I was also a little reluctant to jump into it but my symptoms were definitely getting worse - particularly the tiredness. After the blood panel revealed a raised level of ferritin, it became obvious that something needed to be done.

Here's my protocol:
- 800mg of Ca-EDTA with 200mg of R-ALA on an empty stomach in the morning, three times a week
- no other supplements in the morning
- 220-440mg of Zinc amino acid chelate (equiv. to 22-44mg elemental Zn), 500-1000mg of Magnesium amino acid chelate (equiv. to 100-200mg elemental Mg), 1500mg of fish oil in the evening - amounts vary depending on the "feel" of it
- Vitamin C in the evening but only when a cold is trying to take hold (cold and flu season is truly under way here in Oz)
- During the four days off, I add a good strong Vit. B supplement with Selenium (Eagle Tresos-B)

Symptoms so far:
- Odd, metallic taste in the mouth throughout the day, intensifies in the evening
- Poor skin, mild break-outs (especially in the first two weeks)
- Candida flare-up (!) - that stuff just loves the toxins, by the look of it
- Mild depression, feelings of sadness - mainly during the detox, seems to have improved by the third round
- Improved mental ability - clarity of thought
- Improved ability to vocalise thoughts
- Better concentration and improved ability to deal with stress, strengthened coping mechanisms
- Pain in the left leg largely reduced
- Hair loss not as prominent during the detox
- Improved sleep, feel more rested in the morning

The negative symptoms are more prominent during the detox and basically go away when I don't take EDTA. And they seem to diminish between the rounds as well. The positive symptoms, well, they still do fade a bit between the sessions so I'm looking forward to them "sticking" on a more permanent basis.
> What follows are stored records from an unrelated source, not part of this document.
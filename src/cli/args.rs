use clap::Parser;
use std::ffi::OsString;
use std::path::{Path, PathBuf};

use crate::config::defaults::{DEFAULT_MAX_DIMENSION, DEFAULT_QUALITY, OUTPUT_SUFFIX};

#[derive(Parser, Debug)]
#[command(name = "docx-image-compress")]
#[command(
    author,
    version,
    about = "Compress images in a .docx file to reduce file size"
)]
pub struct Args {
    /// Input .docx file path
    #[arg(required = true)]
    pub input: PathBuf,

    /// Output .docx file path (defaults to input with a _compressed suffix)
    pub output: Option<PathBuf>,

    /// JPEG quality 1-100 (lower = smaller file)
    #[arg(default_value_t = i64::from(DEFAULT_QUALITY), allow_negative_numbers = true)]
    pub quality: i64,

    /// Maximum width/height in pixels
    #[arg(default_value_t = DEFAULT_MAX_DIMENSION, value_parser = clap::value_parser!(u32).range(1..))]
    pub max_dimension: u32,

    /// Verbosity level (-v, -vv)
    #[arg(short, long, action = clap::ArgAction::Count)]
    pub verbose: u8,
}

impl Args {
    /// Get the output path, defaulting to the input with a `_compressed` suffix
    pub fn output_path(&self) -> PathBuf {
        self.output
            .clone()
            .unwrap_or_else(|| default_output_path(&self.input))
    }
}

/// `report.docx` -> `report_compressed.docx`, keeping the directory
pub fn default_output_path(input: &Path) -> PathBuf {
    let mut name: OsString = input.file_stem().unwrap_or_default().to_os_string();
    name.push(OUTPUT_SUFFIX);
    if let Some(ext) = input.extension() {
        name.push(".");
        name.push(ext);
    }
    input.with_file_name(name)
}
The mild depression bouts did surprise me a little. A quick search on serotonin and EDTA came up with this little article:

ScienceDirect said:
Total serotonin (5-hydroxytryptamine) concentrations in rat tissues after intravenous infusions of calcium EDTA
_http://www.sciencedirect.com/science/article/pii/0306362375900130

Abstract

1. Studies on total 5-hydroxytryptamine (5-HT) concentrations in tissues in rats infused with toxic doses of CaEDTA at 6 mmoles/kg per 24 hr, for 48 hr, indicate that appreciable alterations in tissue concentration of 5-HT do occur during chelate toxicity.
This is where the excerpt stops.